(Stored items from a collection)
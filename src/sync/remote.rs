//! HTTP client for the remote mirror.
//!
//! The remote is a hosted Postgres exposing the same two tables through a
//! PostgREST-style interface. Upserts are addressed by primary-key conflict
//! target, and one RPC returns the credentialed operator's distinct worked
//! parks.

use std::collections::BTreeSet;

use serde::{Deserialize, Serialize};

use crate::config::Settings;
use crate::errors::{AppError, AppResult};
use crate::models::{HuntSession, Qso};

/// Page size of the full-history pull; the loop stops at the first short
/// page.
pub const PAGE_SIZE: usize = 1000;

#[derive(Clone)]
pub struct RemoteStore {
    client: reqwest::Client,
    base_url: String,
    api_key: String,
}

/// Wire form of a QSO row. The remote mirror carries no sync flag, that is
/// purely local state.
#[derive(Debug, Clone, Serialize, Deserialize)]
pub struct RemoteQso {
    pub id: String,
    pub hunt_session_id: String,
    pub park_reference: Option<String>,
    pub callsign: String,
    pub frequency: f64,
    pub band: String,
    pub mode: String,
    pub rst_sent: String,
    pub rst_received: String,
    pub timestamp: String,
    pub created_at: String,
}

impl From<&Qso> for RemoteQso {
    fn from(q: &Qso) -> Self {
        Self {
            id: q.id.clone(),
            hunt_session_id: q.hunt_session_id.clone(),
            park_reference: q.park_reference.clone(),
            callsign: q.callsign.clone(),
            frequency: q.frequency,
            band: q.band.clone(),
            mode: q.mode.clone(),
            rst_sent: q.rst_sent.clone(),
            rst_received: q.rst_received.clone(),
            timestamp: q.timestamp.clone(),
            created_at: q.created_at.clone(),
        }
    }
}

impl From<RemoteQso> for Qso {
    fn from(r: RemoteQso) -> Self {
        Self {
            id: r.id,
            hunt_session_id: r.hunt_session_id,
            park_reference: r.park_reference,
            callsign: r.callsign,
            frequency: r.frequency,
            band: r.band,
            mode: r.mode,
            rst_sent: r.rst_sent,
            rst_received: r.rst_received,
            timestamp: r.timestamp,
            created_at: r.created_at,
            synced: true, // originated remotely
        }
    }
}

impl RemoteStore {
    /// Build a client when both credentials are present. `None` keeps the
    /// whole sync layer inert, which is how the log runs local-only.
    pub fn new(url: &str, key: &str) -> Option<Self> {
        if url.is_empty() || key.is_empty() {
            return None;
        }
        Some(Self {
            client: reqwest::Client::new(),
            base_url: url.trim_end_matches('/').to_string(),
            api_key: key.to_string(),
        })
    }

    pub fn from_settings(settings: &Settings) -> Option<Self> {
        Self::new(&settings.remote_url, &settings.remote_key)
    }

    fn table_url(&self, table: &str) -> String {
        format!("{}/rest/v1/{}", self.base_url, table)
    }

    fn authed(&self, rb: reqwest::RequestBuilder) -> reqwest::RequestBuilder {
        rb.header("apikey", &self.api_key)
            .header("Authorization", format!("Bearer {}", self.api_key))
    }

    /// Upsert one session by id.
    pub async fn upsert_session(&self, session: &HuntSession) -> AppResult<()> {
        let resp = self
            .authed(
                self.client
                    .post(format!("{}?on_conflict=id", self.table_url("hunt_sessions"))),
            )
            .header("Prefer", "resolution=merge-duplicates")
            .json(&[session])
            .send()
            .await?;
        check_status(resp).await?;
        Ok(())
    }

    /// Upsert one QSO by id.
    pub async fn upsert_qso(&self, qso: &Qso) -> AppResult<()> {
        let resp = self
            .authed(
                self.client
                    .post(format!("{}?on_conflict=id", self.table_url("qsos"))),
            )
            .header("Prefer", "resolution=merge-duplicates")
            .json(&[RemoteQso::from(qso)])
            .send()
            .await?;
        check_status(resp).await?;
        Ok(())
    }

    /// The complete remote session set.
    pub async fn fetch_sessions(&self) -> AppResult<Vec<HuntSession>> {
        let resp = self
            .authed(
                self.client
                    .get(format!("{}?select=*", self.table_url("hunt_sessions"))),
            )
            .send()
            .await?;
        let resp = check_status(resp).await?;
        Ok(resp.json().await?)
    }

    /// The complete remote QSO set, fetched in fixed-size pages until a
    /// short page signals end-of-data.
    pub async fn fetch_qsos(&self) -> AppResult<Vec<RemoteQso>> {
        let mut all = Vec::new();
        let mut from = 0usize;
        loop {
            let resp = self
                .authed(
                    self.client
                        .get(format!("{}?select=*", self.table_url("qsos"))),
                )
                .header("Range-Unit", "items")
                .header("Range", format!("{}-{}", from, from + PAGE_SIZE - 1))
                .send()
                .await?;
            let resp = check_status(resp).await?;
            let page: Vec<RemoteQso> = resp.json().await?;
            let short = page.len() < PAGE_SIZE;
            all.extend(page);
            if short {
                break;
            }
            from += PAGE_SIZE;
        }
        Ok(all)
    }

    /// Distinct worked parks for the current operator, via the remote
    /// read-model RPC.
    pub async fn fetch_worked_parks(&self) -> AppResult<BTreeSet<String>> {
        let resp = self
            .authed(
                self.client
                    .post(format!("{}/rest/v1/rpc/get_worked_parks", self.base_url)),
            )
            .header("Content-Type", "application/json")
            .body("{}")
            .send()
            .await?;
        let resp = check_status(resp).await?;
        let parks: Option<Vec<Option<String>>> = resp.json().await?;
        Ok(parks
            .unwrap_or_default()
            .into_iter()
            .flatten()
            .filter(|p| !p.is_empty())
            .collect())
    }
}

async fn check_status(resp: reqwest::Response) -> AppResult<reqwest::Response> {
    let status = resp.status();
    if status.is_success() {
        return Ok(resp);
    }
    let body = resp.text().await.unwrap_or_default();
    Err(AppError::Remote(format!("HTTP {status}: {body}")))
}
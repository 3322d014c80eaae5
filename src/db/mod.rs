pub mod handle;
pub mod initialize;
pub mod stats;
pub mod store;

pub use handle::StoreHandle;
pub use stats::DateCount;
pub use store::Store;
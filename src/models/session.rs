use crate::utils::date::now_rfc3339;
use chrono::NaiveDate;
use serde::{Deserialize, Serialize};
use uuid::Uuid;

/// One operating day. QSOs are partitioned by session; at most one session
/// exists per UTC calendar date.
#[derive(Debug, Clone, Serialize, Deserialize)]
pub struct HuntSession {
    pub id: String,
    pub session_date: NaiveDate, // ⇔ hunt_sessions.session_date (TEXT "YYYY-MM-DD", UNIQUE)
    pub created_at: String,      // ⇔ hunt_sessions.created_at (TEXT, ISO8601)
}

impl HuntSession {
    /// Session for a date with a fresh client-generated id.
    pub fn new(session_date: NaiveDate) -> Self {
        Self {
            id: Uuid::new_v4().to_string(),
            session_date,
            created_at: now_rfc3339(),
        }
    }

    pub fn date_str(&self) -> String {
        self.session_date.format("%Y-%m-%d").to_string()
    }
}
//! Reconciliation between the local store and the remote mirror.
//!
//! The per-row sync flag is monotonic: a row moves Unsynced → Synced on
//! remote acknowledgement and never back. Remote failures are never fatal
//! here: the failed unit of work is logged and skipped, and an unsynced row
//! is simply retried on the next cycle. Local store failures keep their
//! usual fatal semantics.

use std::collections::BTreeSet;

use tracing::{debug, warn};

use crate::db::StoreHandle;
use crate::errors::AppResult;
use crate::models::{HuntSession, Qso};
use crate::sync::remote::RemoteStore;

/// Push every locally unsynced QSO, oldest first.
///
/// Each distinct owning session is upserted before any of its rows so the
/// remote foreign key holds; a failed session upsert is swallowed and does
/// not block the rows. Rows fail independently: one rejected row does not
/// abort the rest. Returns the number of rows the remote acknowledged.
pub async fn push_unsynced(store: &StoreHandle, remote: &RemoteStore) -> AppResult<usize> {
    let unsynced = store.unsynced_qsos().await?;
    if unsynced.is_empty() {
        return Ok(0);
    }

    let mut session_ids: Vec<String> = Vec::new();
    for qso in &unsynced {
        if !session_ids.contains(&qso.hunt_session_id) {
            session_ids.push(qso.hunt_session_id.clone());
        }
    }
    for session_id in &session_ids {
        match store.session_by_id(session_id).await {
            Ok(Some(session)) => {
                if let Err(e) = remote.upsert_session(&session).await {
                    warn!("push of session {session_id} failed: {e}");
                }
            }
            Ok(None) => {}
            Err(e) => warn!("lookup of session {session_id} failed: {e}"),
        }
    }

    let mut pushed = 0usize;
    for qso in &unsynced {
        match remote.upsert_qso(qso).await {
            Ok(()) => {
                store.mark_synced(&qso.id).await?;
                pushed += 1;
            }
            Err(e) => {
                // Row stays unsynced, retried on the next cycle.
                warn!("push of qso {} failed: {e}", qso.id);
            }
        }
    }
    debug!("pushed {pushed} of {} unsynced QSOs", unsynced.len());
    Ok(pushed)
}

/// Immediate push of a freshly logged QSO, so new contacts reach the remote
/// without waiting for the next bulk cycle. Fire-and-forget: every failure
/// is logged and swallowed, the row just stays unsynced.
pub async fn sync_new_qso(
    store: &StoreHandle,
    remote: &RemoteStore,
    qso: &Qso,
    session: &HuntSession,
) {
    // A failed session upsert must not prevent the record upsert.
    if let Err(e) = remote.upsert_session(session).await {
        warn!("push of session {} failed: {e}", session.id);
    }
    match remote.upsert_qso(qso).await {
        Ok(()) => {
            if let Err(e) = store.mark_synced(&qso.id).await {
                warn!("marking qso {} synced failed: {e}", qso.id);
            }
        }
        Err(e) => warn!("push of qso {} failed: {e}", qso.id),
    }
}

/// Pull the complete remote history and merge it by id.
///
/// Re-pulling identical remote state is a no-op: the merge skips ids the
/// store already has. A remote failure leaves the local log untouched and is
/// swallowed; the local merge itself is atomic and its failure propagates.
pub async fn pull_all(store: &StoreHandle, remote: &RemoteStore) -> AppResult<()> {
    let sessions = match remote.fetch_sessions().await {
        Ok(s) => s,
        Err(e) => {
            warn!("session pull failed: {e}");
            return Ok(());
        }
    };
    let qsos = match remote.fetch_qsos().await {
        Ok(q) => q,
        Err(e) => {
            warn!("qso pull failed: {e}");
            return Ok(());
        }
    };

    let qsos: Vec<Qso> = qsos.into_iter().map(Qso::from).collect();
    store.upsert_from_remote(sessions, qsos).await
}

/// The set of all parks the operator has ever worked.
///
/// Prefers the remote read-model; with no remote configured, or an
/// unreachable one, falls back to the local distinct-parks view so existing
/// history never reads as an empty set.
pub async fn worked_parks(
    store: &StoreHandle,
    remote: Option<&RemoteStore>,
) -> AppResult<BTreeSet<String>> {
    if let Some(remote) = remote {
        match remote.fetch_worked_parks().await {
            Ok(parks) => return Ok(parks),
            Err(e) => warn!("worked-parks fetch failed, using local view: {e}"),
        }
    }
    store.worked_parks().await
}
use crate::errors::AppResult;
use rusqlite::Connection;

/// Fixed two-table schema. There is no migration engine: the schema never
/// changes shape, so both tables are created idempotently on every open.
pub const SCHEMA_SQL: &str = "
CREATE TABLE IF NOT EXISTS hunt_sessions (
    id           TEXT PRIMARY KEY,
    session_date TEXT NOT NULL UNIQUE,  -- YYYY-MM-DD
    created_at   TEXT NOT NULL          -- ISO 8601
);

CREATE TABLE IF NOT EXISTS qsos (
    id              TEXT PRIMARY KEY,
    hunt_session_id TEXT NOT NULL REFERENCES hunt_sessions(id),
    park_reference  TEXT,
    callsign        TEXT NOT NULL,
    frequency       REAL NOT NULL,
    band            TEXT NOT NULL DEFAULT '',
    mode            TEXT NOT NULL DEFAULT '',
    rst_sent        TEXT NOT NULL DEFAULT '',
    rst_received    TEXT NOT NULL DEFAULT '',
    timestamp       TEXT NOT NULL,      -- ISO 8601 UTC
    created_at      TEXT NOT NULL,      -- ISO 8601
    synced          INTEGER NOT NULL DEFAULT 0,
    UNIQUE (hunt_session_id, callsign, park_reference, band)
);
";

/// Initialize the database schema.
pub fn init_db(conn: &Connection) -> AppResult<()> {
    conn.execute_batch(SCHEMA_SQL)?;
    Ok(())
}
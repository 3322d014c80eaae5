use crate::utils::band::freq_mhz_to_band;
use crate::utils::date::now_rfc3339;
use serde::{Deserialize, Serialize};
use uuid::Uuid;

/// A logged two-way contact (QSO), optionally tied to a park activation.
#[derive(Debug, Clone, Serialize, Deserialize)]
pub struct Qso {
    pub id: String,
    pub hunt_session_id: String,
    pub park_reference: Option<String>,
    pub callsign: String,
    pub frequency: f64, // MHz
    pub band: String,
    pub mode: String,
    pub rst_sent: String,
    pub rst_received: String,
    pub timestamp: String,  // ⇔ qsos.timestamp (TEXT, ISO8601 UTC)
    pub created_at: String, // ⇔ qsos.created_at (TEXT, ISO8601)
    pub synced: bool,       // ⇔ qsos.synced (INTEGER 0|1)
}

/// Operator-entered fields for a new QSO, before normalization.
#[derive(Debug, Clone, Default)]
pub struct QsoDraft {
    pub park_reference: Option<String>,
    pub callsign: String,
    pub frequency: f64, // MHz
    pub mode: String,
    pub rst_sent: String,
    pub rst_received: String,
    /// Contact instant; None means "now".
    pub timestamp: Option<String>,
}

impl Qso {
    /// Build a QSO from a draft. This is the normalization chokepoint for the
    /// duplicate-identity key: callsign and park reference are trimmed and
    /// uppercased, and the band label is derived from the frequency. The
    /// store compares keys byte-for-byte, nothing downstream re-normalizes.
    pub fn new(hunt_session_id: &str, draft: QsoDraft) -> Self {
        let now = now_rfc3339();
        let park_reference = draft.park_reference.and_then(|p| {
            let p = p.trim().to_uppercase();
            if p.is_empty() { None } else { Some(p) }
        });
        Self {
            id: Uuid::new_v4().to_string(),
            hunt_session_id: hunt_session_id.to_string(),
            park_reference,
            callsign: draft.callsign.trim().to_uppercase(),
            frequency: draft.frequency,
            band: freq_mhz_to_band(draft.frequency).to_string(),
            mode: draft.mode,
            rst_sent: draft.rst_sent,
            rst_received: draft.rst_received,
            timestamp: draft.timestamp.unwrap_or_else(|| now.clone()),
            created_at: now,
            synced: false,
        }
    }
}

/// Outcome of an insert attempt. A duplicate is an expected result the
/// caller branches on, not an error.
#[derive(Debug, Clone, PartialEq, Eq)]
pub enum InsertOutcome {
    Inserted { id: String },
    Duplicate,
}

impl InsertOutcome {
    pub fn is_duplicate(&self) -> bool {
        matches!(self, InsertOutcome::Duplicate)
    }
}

Your instructions ▸ The answer must be every line of the records that contains the word "before".

The completed task ▸
/// Each distinct owning session is upserted before any of its rows so the
/// Operator-entered fields for a new QSO, before normalization.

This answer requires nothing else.